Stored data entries
╔══
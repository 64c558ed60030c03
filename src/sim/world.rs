/// GameState: the complete snapshot of a running game.
///
/// One owned value. The step function takes `&mut GameState`, the
/// renderer takes `&GameState`, and nothing else holds game data.
///
/// ## Board invariants
///   - `food` never lies on the snake or the powerup
///   - `powerup`, when present, never lies on the snake or the food
///   - `high_score >= score` and never decreases

use std::collections::HashSet;
use std::time::Duration;

use rand::Rng;

use crate::domain::entity::{Powerup, Snake, INITIAL_SNAKE_LENGTH};
use crate::domain::grid::{Cell, Direction, Grid};
use crate::domain::placement::place_random_cell;

#[derive(Clone, Copy, PartialEq, Eq, Debug)]
pub enum Phase {
    Menu,
    Playing,
    Paused,
    GameOver,
}

#[derive(Clone, Copy, PartialEq, Eq, Debug)]
pub enum Difficulty {
    Easy,
    Medium,
    Hard,
}

impl Difficulty {
    pub const ALL: [Difficulty; 3] = [Difficulty::Easy, Difficulty::Medium, Difficulty::Hard];

    pub fn from_name(s: &str) -> Option<Difficulty> {
        match s.trim().to_lowercase().as_str() {
            "easy" => Some(Difficulty::Easy),
            "medium" | "normal" => Some(Difficulty::Medium),
            "hard" => Some(Difficulty::Hard),
            _ => None,
        }
    }

    pub fn label(self) -> &'static str {
        match self {
            Difficulty::Easy => "Easy",
            Difficulty::Medium => "Medium",
            Difficulty::Hard => "Hard",
        }
    }

    fn index(self) -> usize {
        match self {
            Difficulty::Easy => 0,
            Difficulty::Medium => 1,
            Difficulty::Hard => 2,
        }
    }

    /// Step through the levels cyclically; negative `by` goes backwards.
    pub fn cycle(self, by: i32) -> Difficulty {
        let n = Self::ALL.len() as i32;
        let idx = (self.index() as i32 + by).rem_euclid(n);
        Self::ALL[idx as usize]
    }
}

/// Tunables that shape a game. Built from config; the core never reads
/// files itself.
#[derive(Clone, Debug)]
pub struct Rules {
    pub grid: Grid,
    pub easy_period: Duration,
    pub medium_period: Duration,
    pub hard_period: Duration,
    pub powerup_chance: f64,
    pub powerup_lifetime: Duration,
}

impl Rules {
    pub fn period(&self, d: Difficulty) -> Duration {
        match d {
            Difficulty::Easy => self.easy_period,
            Difficulty::Medium => self.medium_period,
            Difficulty::Hard => self.hard_period,
        }
    }
}

impl Default for Rules {
    fn default() -> Self {
        Rules {
            grid: Grid::new(30, 18),
            easy_period: Duration::from_millis(150),
            medium_period: Duration::from_millis(100),
            hard_period: Duration::from_millis(70),
            powerup_chance: 0.01,
            powerup_lifetime: Duration::from_millis(10_000),
        }
    }
}

pub struct GameState {
    pub rules: Rules,

    // ── Entities ──
    pub snake: Snake,
    pub direction: Direction,
    /// Set once a turn has been accepted; cleared at the start of each tick.
    pub turned_this_tick: bool,
    pub food: Option<Cell>,
    pub powerup: Option<Powerup>,

    // ── Meta ──
    pub phase: Phase,
    pub difficulty: Difficulty,
    pub score: u32,
    pub high_score: u32,
    /// High score as it stood when the current game began.
    pub high_score_at_start: u32,
    pub tick: u64,
}

impl GameState {
    pub fn new(rules: Rules, high_score: u32, difficulty: Difficulty) -> Self {
        let grid = rules.grid;
        GameState {
            rules,
            snake: Snake::new(start_cell(&grid), INITIAL_SNAKE_LENGTH, Direction::Right),
            direction: Direction::Right,
            turned_this_tick: false,
            food: None,
            powerup: None,
            phase: Phase::Menu,
            difficulty,
            score: 0,
            high_score,
            high_score_at_start: high_score,
            tick: 0,
        }
    }

    pub fn grid(&self) -> Grid {
        self.rules.grid
    }

    pub fn tick_period(&self) -> Duration {
        self.rules.period(self.difficulty)
    }

    /// Fresh snake, score and food for a new game. High score survives.
    pub fn reset_board<R: Rng + ?Sized>(&mut self, rng: &mut R) {
        let grid = self.grid();
        self.snake = Snake::new(start_cell(&grid), INITIAL_SNAKE_LENGTH, Direction::Right);
        self.direction = Direction::Right;
        self.turned_this_tick = false;
        self.powerup = None;
        self.score = 0;
        self.tick = 0;
        self.high_score_at_start = self.high_score;
        self.food = None;
        self.place_food(rng);
    }

    /// Accept a turn unless one was already taken this tick or `dir`
    /// would fold the snake back onto itself.
    pub fn request_turn(&mut self, dir: Direction) -> bool {
        if self.turned_this_tick || dir == self.direction.opposite() {
            return false;
        }
        self.direction = dir;
        self.turned_this_tick = true;
        true
    }

    /// Add points and lift the high score with them.
    /// Returns true if the high score moved.
    pub fn add_score(&mut self, points: u32) -> bool {
        self.score = self.score.saturating_add(points);
        if self.score > self.high_score {
            self.high_score = self.score;
            true
        } else {
            false
        }
    }

    pub fn place_food<R: Rng + ?Sized>(&mut self, rng: &mut R) {
        let mut excluded = self.snake_cells();
        if let Some(p) = self.powerup {
            excluded.insert(p.cell);
        }
        self.food = place_random_cell(&self.grid(), &excluded, rng);
    }

    /// Choose a powerup cell clear of the snake and food.
    pub fn powerup_cell<R: Rng + ?Sized>(&self, rng: &mut R) -> Option<Cell> {
        let mut excluded = self.snake_cells();
        if let Some(f) = self.food {
            excluded.insert(f);
        }
        place_random_cell(&self.grid(), &excluded, rng)
    }

    fn snake_cells(&self) -> HashSet<Cell> {
        self.snake.cells().copied().collect()
    }

    pub fn is_new_high_score(&self) -> bool {
        self.score > self.high_score_at_start
    }
}

/// Head at the board centre, body trailing to the left.
fn start_cell(grid: &Grid) -> Cell {
    let c = grid.center();
    let min_x = INITIAL_SNAKE_LENGTH as i32 - 1;
    Cell::new(c.x.max(min_x.min(grid.width - 1)), c.y)
}

#[cfg(test)]
mod tests {
    use super::*;
    use rand::rngs::StdRng;
    use rand::SeedableRng;

    #[test]
    fn difficulty_cycles_both_ways() {
        assert_eq!(Difficulty::Easy.cycle(1), Difficulty::Medium);
        assert_eq!(Difficulty::Hard.cycle(1), Difficulty::Easy);
        assert_eq!(Difficulty::Easy.cycle(-1), Difficulty::Hard);
        assert_eq!(Difficulty::Medium.cycle(3), Difficulty::Medium);
    }

    #[test]
    fn difficulty_periods() {
        let r = Rules::default();
        assert_eq!(r.period(Difficulty::Easy), Duration::from_millis(150));
        assert_eq!(r.period(Difficulty::Medium), Duration::from_millis(100));
        assert_eq!(r.period(Difficulty::Hard), Duration::from_millis(70));
    }

    #[test]
    fn difficulty_from_name() {
        assert_eq!(Difficulty::from_name(" HARD "), Some(Difficulty::Hard));
        assert_eq!(Difficulty::from_name("nightmare"), None);
    }

    #[test]
    fn reset_board_places_centered_snake_and_free_food() {
        let mut s = GameState::new(Rules::default(), 7, Difficulty::Medium);
        s.score = 4;
        s.reset_board(&mut StdRng::seed_from_u64(1));
        assert_eq!(s.snake.len(), INITIAL_SNAKE_LENGTH);
        assert_eq!(s.snake.head(), Cell::new(15, 9));
        assert_eq!(s.direction, Direction::Right);
        assert_eq!(s.score, 0);
        assert_eq!(s.high_score, 7);
        let food = s.food.expect("food placed");
        assert!(!s.snake.contains(food));
    }

    #[test]
    fn reverse_turn_rejected() {
        let mut s = GameState::new(Rules::default(), 0, Difficulty::Medium);
        assert!(!s.request_turn(Direction::Left));
        assert_eq!(s.direction, Direction::Right);
    }

    #[test]
    fn one_turn_per_tick() {
        let mut s = GameState::new(Rules::default(), 0, Difficulty::Medium);
        assert!(s.request_turn(Direction::Up));
        // Up then Left within one tick would be a sneaky reversal; refuse it.
        assert!(!s.request_turn(Direction::Left));
        assert_eq!(s.direction, Direction::Up);
    }

    #[test]
    fn high_score_follows_score_upward_only() {
        let mut s = GameState::new(Rules::default(), 3, Difficulty::Medium);
        assert!(!s.add_score(2));
        assert_eq!(s.high_score, 3);
        assert!(s.add_score(5));
        assert_eq!(s.high_score, 7);
    }
}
╚══
**Task details**
The word to find is "usize". Copy every line of the records that holds it.

**Your response**
    fn index(self) -> usize {
        Self::ALL[idx as usize]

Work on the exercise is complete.